Available records
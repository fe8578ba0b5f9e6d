// Unit tests for error mapping - pure domain logic without HTTP or store dependencies
use crate::errors::domain::{
    ConflictKind, DomainError, InfraErrorKind, NotFoundKind, ValidationKind,
};
use crate::{AppError, ErrorCode};

#[test]
fn maps_validation_to_422() {
    let de = DomainError::validation(ValidationKind::MissingName, "name is empty");
    let app: AppError = de.into();
    assert_eq!(app.code(), ErrorCode::MissingName);
    assert_eq!(app.status().as_u16(), 422);

    let de = DomainError::validation_other("bad field");
    let app: AppError = de.into();
    assert_eq!(app.code(), ErrorCode::ValidationError);
    assert_eq!(app.status().as_u16(), 422);
}

#[test]
fn maps_conflicts() {
    let locked = DomainError::conflict(ConflictKind::AlreadyLocked, "slot is held");
    let app: AppError = locked.into();
    assert_eq!(app.code().as_str(), "ALREADY_LOCKED");
    assert_eq!(app.status().as_u16(), 409);

    let author = DomainError::conflict(ConflictKind::UnexpectedAuthor, "wrong seat");
    let app: AppError = author.into();
    assert_eq!(app.code().as_str(), "UNEXPECTED_AUTHOR");
    assert_eq!(app.status().as_u16(), 409);

    let kind = DomainError::conflict(ConflictKind::KindMismatch, "expected a drawing");
    let app: AppError = kind.into();
    assert_eq!(app.code().as_str(), "KIND_MISMATCH");
    assert_eq!(app.status().as_u16(), 409);

    let started = DomainError::conflict(ConflictKind::GameAlreadyStarted, "lobby closed");
    let app: AppError = started.into();
    assert_eq!(app.code().as_str(), "GAME_ALREADY_STARTED");
    assert_eq!(app.status().as_u16(), 409);

    // Generic conflict fallback
    let other = DomainError::conflict(ConflictKind::Other("odd".to_string()), "generic conflict");
    let app: AppError = other.into();
    assert_eq!(app.code().as_str(), "CONFLICT");
    assert_eq!(app.status().as_u16(), 409);
}

#[test]
fn maps_not_found() {
    let nf = DomainError::not_found(NotFoundKind::Game, "no such game");
    let app: AppError = nf.into();
    assert_eq!(app.code().as_str(), "GAME_NOT_FOUND");
    assert_eq!(app.status().as_u16(), 404);
}

#[test]
fn maps_infra() {
    let down = DomainError::infra(InfraErrorKind::DbUnavailable, "down");
    let app: AppError = down.into();
    assert_eq!(app.code().as_str(), "DB_UNAVAILABLE");
    assert_eq!(app.status().as_u16(), 503);

    let corr = DomainError::infra(InfraErrorKind::DataCorruption, "bad record");
    let app: AppError = corr.into();
    assert_eq!(app.code().as_str(), "DATA_CORRUPTION");
    assert_eq!(app.status().as_u16(), 500);

    let other = DomainError::infra(InfraErrorKind::Other("unknown".to_string()), "other");
    let app: AppError = other.into();
    assert_eq!(app.code().as_str(), "INTERNAL");
    assert_eq!(app.status().as_u16(), 500);
}
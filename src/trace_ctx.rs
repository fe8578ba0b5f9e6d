//! Task-local trace context for web requests.
//!
//! Provides a minimal API for reading the current request's trace id from
//! anywhere in the request pipeline, using Tokio task-local storage. This
//! is part of the web boundary; services and domain code never import it.

use std::cell::RefCell;

use tokio::task_local;

task_local! {
    static TRACE_ID: RefCell<Option<String>>;
}

/// Trace id for the current task, or "unknown" outside a request scope.
pub fn trace_id() -> String {
    TRACE_ID
        .try_with(|cell| {
            cell.borrow()
                .as_ref()
                .cloned()
                .unwrap_or_else(|| "unknown".to_string())
        })
        .unwrap_or_else(|_| "unknown".to_string())
}

/// Run a future within a trace scope. Used by middleware.
pub async fn with_trace_id<F, R>(trace_id: String, future: F) -> R
where
    F: std::future::Future<Output = R>,
{
    TRACE_ID.scope(RefCell::new(Some(trace_id)), future).await
}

Exercise description
An exact reproduction of the listing is required, covering every entry.

Answer section
repository fe8578ba0b5f9e6d
// Unit tests for error mapping - pure domain logic without HTTP or store dependencies
use crate::errors::domain::{
    ConflictKind, DomainError, InfraErrorKind, NotFoundKind, ValidationKind,
};
use crate::{AppError, ErrorCode};

#[test]
fn maps_validation_to_422() {
    let de = DomainError::validation(ValidationKind::MissingName, "name is empty");
    let app: AppError = de.into();
    assert_eq!(app.code(), ErrorCode::MissingName);
    assert_eq!(app.status().as_u16(), 422);

    let de = DomainError::validation_other("bad field");
    let app: AppError = de.into();
    assert_eq!(app.code(), ErrorCode::ValidationError);
    assert_eq!(app.status().as_u16(), 422);
}

#[test]
fn maps_conflicts() {
    let locked = DomainError::conflict(ConflictKind::AlreadyLocked, "slot is held");
    let app: AppError = locked.into();
    assert_eq!(app.code().as_str(), "ALREADY_LOCKED");
    assert_eq!(app.status().as_u16(), 409);

    let author = DomainError::conflict(ConflictKind::UnexpectedAuthor, "wrong seat");
    let app: AppError = author.into();
    assert_eq!(app.code().as_str(), "UNEXPECTED_AUTHOR");
    assert_eq!(app.status().as_u16(), 409);

    let kind = DomainError::conflict(ConflictKind::KindMismatch, "expected a drawing");
    let app: AppError = kind.into();
    assert_eq!(app.code().as_str(), "KIND_MISMATCH");
    assert_eq!(app.status().as_u16(), 409);

    let started = DomainError::conflict(ConflictKind::GameAlreadyStarted, "lobby closed");
    let app: AppError = started.into();
    assert_eq!(app.code().as_str(), "GAME_ALREADY_STARTED");
    assert_eq!(app.status().as_u16(), 409);

    // Generic conflict fallback
    let other = DomainError::conflict(ConflictKind::Other("odd".to_string()), "generic conflict");
    let app: AppError = other.into();
    assert_eq!(app.code().as_str(), "CONFLICT");
    assert_eq!(app.status().as_u16(), 409);
}

#[test]
fn maps_not_found() {
    let nf = DomainError::not_found(NotFoundKind::Game, "no such game");
    let app: AppError = nf.into();
    assert_eq!(app.code().as_str(), "GAME_NOT_FOUND");
    assert_eq!(app.status().as_u16(), 404);
}

#[test]
fn maps_infra() {
    let down = DomainError::infra(InfraErrorKind::DbUnavailable, "down");
    let app: AppError = down.into();
    assert_eq!(app.code().as_str(), "DB_UNAVAILABLE");
    assert_eq!(app.status().as_u16(), 503);

    let corr = DomainError::infra(InfraErrorKind::DataCorruption, "bad record");
    let app: AppError = corr.into();
    assert_eq!(app.code().as_str(), "DATA_CORRUPTION");
    assert_eq!(app.status().as_u16(), 500);

    let other = DomainError::infra(InfraErrorKind::Other("unknown".to_string()), "other");
    let app: AppError = other.into();
    assert_eq!(app.code().as_str(), "INTERNAL");
    assert_eq!(app.status().as_u16(), 500);
}
filename src/trace_ctx.rs
repository fe8578ba0b5f9e6d
//! Task-local trace context for web requests.
//!
//! Provides a minimal API for reading the current request's trace id from
//! anywhere in the request pipeline, using Tokio task-local storage. This
//! is part of the web boundary; services and domain code never import it.

use std::cell::RefCell;

use tokio::task_local;

task_local! {
    static TRACE_ID: RefCell<Option<String>>;
}

/// Trace id for the current task, or "unknown" outside a request scope.
pub fn trace_id() -> String {
    TRACE_ID
        .try_with(|cell| {
            cell.borrow()
                .as_ref()
                .cloned()
                .unwrap_or_else(|| "unknown".to_string())
        })
        .unwrap_or_else(|_| "unknown".to_string())
}

/// Run a future within a trace scope. Used by middleware.
pub async fn with_trace_id<F, R>(trace_id: String, future: F) -> R
where
    F: std::future::Future<Output = R>,
{
    TRACE_ID.scope(RefCell::new(Some(trace_id)), future).await
}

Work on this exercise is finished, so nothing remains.